In a infamous scene from Bridget Jones’s Diary, actor Colin Firth dons a gaudy sweater given to him by his mother:
Late-night talk show host Jimmy Fallon jumped on the sweater bandwagon with the segment “The 12 Days of Christmas Sweaters.”
Fashionistas such as Stella McCartney and Marc Jacob’s even knit and purl to satisfy the craving, selling sweaters for upwards of $1000. High-end department stores offer winter-themed pullovers – but Auntie is no longer the target market.
Mike Golomb’s mother was a kindergarden teacher in the 1980s, and he remembers making fun of her collection of sweaters that she wore during school events. “She always told me, ‘You are going to need one of these one day!’ Fast forward 20 years. I got invited to an ugly Christmas sweater party on a Monday, and I needed a sweater for the party that Friday night. But I looked everywhere and could not find any. I had to call her, pleading for her to send me one.”
Mike’s mom wasn’t at home, and he had to attend the party without a sweater. But he realized that others were probably having the same trouble. He began to buy ugly sweaters during the off-season, then reselling them during the holidays. His online store, UglySweaterStore.com, offers sweaters as well as jackets and other accessories.

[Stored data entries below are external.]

//! GraphHopper routing client
//!
//! Requests a path between two points for a vehicle profile and keeps only
//! the top-ranked candidate. Distances stay in meters and durations in
//! milliseconds; display conversion happens further up.

use async_trait::async_trait;
use domain::{GeoPoint, RouteResult, RouteStep, TravelMode};
use reqwest::Client;
use serde::Deserialize;
use tracing::{debug, instrument, warn};

use crate::config::GraphHopperConfig;
use crate::error::GraphHopperError;
use crate::http;

/// Trait for routing clients
#[async_trait]
pub trait RoutingClient: Send + Sync {
    /// Best path from `start` to `destination` for the given mode
    async fn route(
        &self,
        start: GeoPoint,
        destination: GeoPoint,
        mode: TravelMode,
    ) -> Result<RouteResult, GraphHopperError>;
}

/// GraphHopper-based routing client
#[derive(Debug)]
pub struct GraphHopperRoutingClient {
    client: Client,
    config: GraphHopperConfig,
}

impl GraphHopperRoutingClient {
    /// Create a new routing client
    ///
    /// # Errors
    ///
    /// Returns an error if the configuration is invalid or the HTTP client
    /// cannot be initialized.
    pub fn new(config: &GraphHopperConfig) -> Result<Self, GraphHopperError> {
        Ok(Self {
            client: http::build_client(config)?,
            config: config.clone(),
        })
    }

    /// Parse the raw route response, keeping the first path
    fn parse_route_response(body: &str) -> Result<RouteResult, GraphHopperError> {
        let raw: RawRouteResponse =
            serde_json::from_str(body).map_err(|e| GraphHopperError::ParseError(e.to_string()))?;

        let path = raw
            .paths
            .into_iter()
            .next()
            .ok_or(GraphHopperError::NoRouteFound)?;

        let steps = path
            .instructions
            .into_iter()
            .map(|inst| RouteStep::new(inst.text, inst.distance))
            .collect();

        Ok(RouteResult::new(path.distance, path.time, steps))
    }
}

#[async_trait]
impl RoutingClient for GraphHopperRoutingClient {
    #[instrument(skip(self), fields(from = %start.to_query_pair(), to = %destination.to_query_pair()))]
    async fn route(
        &self,
        start: GeoPoint,
        destination: GeoPoint,
        mode: TravelMode,
    ) -> Result<RouteResult, GraphHopperError> {
        let url = self.config.endpoint("route");
        let params = [
            ("point", start.to_query_pair()),
            ("point", destination.to_query_pair()),
            ("vehicle", mode.as_str().to_string()),
            ("instructions", "true".to_string()),
            ("points_encoded", "false".to_string()),
            ("locale", self.config.locale.clone()),
            ("key", self.config.api_key.clone()),
        ];

        debug!(%mode, "Requesting route");

        let body = http::get_body(&self.client, &url, &params, self.config.timeout_secs).await?;

        match Self::parse_route_response(&body) {
            Ok(route) => {
                debug!(
                    distance_m = route.distance_meters,
                    time_ms = route.duration_millis,
                    steps = route.steps.len(),
                    "Route found"
                );
                Ok(route)
            },
            Err(GraphHopperError::NoRouteFound) => {
                warn!("Router returned no paths");
                Err(GraphHopperError::NoRouteFound)
            },
            Err(e) => Err(e),
        }
    }
}

// --- Raw API response types for deserialization ---

#[derive(Debug, Deserialize)]
struct RawRouteResponse {
    #[serde(default)]
    paths: Vec<RawPath>,
}

#[derive(Debug, Deserialize)]
struct RawPath {
    #[serde(default)]
    distance: f64,
    #[serde(default)]
    time: u64,
    #[serde(default)]
    instructions: Vec<RawInstruction>,
}

#[derive(Debug, Deserialize)]
struct RawInstruction {
    #[serde(default)]
    text: String,
    #[serde(default)]
    distance: f64,
}

#[cfg(test)]
mod tests {
    use super::*;

    #[test]
    fn test_parse_route_response() {
        let json = r#"{
            "paths": [
                {
                    "distance": 289012.5,
                    "time": 10453000,
                    "instructions": [
                        { "text": "Continue onto Unter den Linden", "distance": 412.3, "sign": 0 },
                        { "text": "Arrive at destination", "distance": 0.0, "sign": 4 }
                    ]
                },
                { "distance": 300000.0, "time": 11000000, "instructions": [] }
            ],
            "info": { "took": 12 }
        }"#;

        let route = GraphHopperRoutingClient::parse_route_response(json).unwrap();
        assert!((route.distance_meters - 289_012.5).abs() < f64::EPSILON);
        assert_eq!(route.duration_millis, 10_453_000);
        assert_eq!(route.steps.len(), 2);
        assert_eq!(route.steps[0].instruction_text, "Continue onto Unter den Linden");
    }

    #[test]
    fn test_parse_zero_paths() {
        let result = GraphHopperRoutingClient::parse_route_response(r#"{"paths": []}"#);
        assert!(matches!(result, Err(GraphHopperError::NoRouteFound)));

        let result = GraphHopperRoutingClient::parse_route_response("{}");
        assert!(matches!(result, Err(GraphHopperError::NoRouteFound)));
    }

    #[test]
    fn test_parse_missing_fields_default_to_zero() {
        let route = GraphHopperRoutingClient::parse_route_response(r#"{"paths": [{}]}"#).unwrap();
        assert!(route.distance_meters.abs() < f64::EPSILON);
        assert_eq!(route.duration_millis, 0);
        assert!(route.steps.is_empty());
    }

    #[test]
    fn test_parse_invalid_json() {
        let result = GraphHopperRoutingClient::parse_route_response("<html>");
        assert!(matches!(result, Err(GraphHopperError::ParseError(_))));
    }
}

“People like dressing up, and having a themed party. It’s an extension of the Halloween season into December,” says Golomb. Ugly sweaters range from the ski-type pullover to holiday-themed appliquéd, to the glue-gunned felt and sparkles numbers. Although retail stores have joined in with inexpensive sweaters, Golomb says there are still cult followers of the original vintage sweater – and in this case, ugly is in the eye of the beholder. “We have the vintage sweaters that were over $100 at the department stores that people thought were beautiful back then – there is a ton of hand embroidery and bead work. The sweater they choose can help let their inner personality come out.”
What’s On Your Sweater?
Golomb says their latest best seller is the “beer sweater,” designed and manufactured by their company. “Most people are drinking at their holiday parties and never have enough hands. What better place to place your beverage but in your sweater?” laughs Golomb. “The majority of the other sweaters we sell are one of a kind, which is what makes looking at the site so much fun. Animals- cats, dogs, flamingos – sell really well, or ones with branded characters like Snoopy and Mickey Mouse.”
We can’t talk about sweaters without bowing to the Goddess of Sweaters. Beverly Goldberg (played by Wendi McLendon-Covey) on the TV sitcom The Goldbergs, has a sweater for every occasion. Her family doesn’t appreciate her efforts to rise above the normal mom fashions with her beaded wonders.
But after criticizing his own mom’s wardrobe as a child, Golomb now appreciates the magic of the sweater. “Beverly’s collection on The Goldbergs is phenomenal. We typically deal mostly with Christmas but get random sweaters in all of the time and they would pair perfectly with her character. She has outstanding taste and is not afraid to show off her amazing unique collection of sweaters.”